Les différentes négociations et accords de paix, que ce soit au Venezuela avec le MAS (Mouvement pour le Socialisme), en Colombie avec le M-19 [83], avec les [54] FARC (Forces armées révolutionnaires de Colombie) et l'ELN (Armée de libération nationale), au Nicaragua avec le FLSN (Front sandiniste de libération nationale), au Salvador avec le FMLN (Front Farabundo Marti de libération nationale) et l'ARENA (Alliance républicaine nationaliste, fusion entre des escadrons de la mort et un segment de la communauté des affaires), en Argentine avec le MODIN (Mouvement pour la dignité nationale et l'indépendance) du Colonel Rico [84] ont forcé ou pourraient forcé à un nouveau pacte social dans une tradition à première vue typiquement hobbesienne [85]. Le Chili fait à cet égard exception. Face à l'état de guerre, seule l'institution d'un pouvoir souverain peut mettre fin à la méfiance omniprésente et c'est dans un pacte que ce pouvoir trouve son fondement. Bien plus qu'un accord entre partis - accord qui ne parvient jamais à être parfaitement public -, ce sont les accords de paix entre forces que la violence rend publique qui est fondatrice d'un véritable rapport politique.
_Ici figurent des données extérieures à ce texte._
use std::path::PathBuf;
use thiserror::Error;

/// Represents errors that can occur while loading a graph or configuring a layout.
///
/// Every variant is a precondition violation: it is reported before any layout
/// state is built, so a `Layout` is never left half constructed.
#[derive(Debug, Error)]
pub enum LayoutError {
    /// The edge list contained no entries.
    #[error("Graph has no links")]
    EmptyEdgeList,
    /// The edge list contained a `0`, which names no vertex.
    #[error("Invalid edge list entry 0 at index {0}")]
    InvalidEdgeValue(usize),
    /// An edge points at a body index outside the body store.
    #[error("Edge {from} -> {target} is out of range for {count} bodies")]
    EdgeOutOfRange {
        from: usize,
        target: usize,
        count: usize,
    },
    /// The positions array does not hold exactly three values per body.
    #[error("Expected {expected} position values (3 per body), found {found}")]
    PositionCountMismatch { expected: usize, found: usize },
    /// The weights array does not hold exactly one value per body.
    #[error("Wrong weights for current graph: expected {expected}, found {found}")]
    WeightCountMismatch { expected: usize, found: usize },
    /// A body was given a non-positive (or non-finite) mass.
    #[error("Invalid mass {mass} for body {body}")]
    InvalidMass { body: usize, mass: f64 },
    /// A layout constant is out of its valid range.
    #[error("Invalid configuration: {0}")]
    InvalidConfig(String),
    /// A binary input file does not contain a whole number of 32-bit integers.
    #[error("File {path} has {len} bytes, which is not a multiple of 4")]
    TruncatedFile { path: PathBuf, len: usize },
    /// The underlying file could not be read or written.
    #[error("I/O error on {path}: {source}")]
    Io {
        path: PathBuf,
        #[source]
        source: std::io::Error,
    },
}
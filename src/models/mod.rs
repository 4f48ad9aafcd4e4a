mod vector_3d;
mod body;

pub use vector_3d::*;
pub use body::*;

#[cfg(test)]
mod body_tests;
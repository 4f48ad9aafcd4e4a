mod binary_io;

pub use binary_io::*;

#[cfg(test)]
mod binary_io_tests;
Le contexte dans lequel les accords de paix se déroulent dévoie en partie ce processus de fondation. Les années 1990 sont marquées par le triomphe d'une idéologie de privatisation et par un nouveau processus d'intégration destiné à insérer ces pays « dans une économie en voie de mondialisation » en même temps que d'« affermir la paix et la démocratie dans la région [86]. L'insertion dans l'économie mondiale en promouvant comme logique de développement celle des intérêts privés affaiblit la possibilité d'établissement, dans ces négociations, d'un politique construit sur du public. Il n'y a même pas un processus de marchandage et de compromis entre élites comme dans le modèle polyarchique de Dahl, les positions de commandement dans des groupes armés n'étant pas acquises selon les [55] règles d'un pluralisme démocratique [87]. Dominguez & Kinney Giraldo croient au contraire que le modèle pourrait être adapté pour autant que la maxime suivante s'applique. « Plus les coûts de la rébellion excèdent les coûts de la participation, plus les chances d'un régime de compétition sont grandes » [88]. Le problème réside sans doute dans le fait que la compétition n'est pas, en elle seule, un mécanisme suffisant de traduction du privé en public. C'est particulièrement vrai lorsque cette compétition se calque immédiatement sur la « compétition » du marché, une compétition en fin de compte assez monopoliste. Le marasme politique qui suit à retardement les accords de paix exprime un certain paroxysme dans les crises de représentation. Ce paroxysme est bien lié au couplage des transformations du système politique et du système économique. Il hypothèque l'établissement d'une véritable nouvelle « matrice politique ».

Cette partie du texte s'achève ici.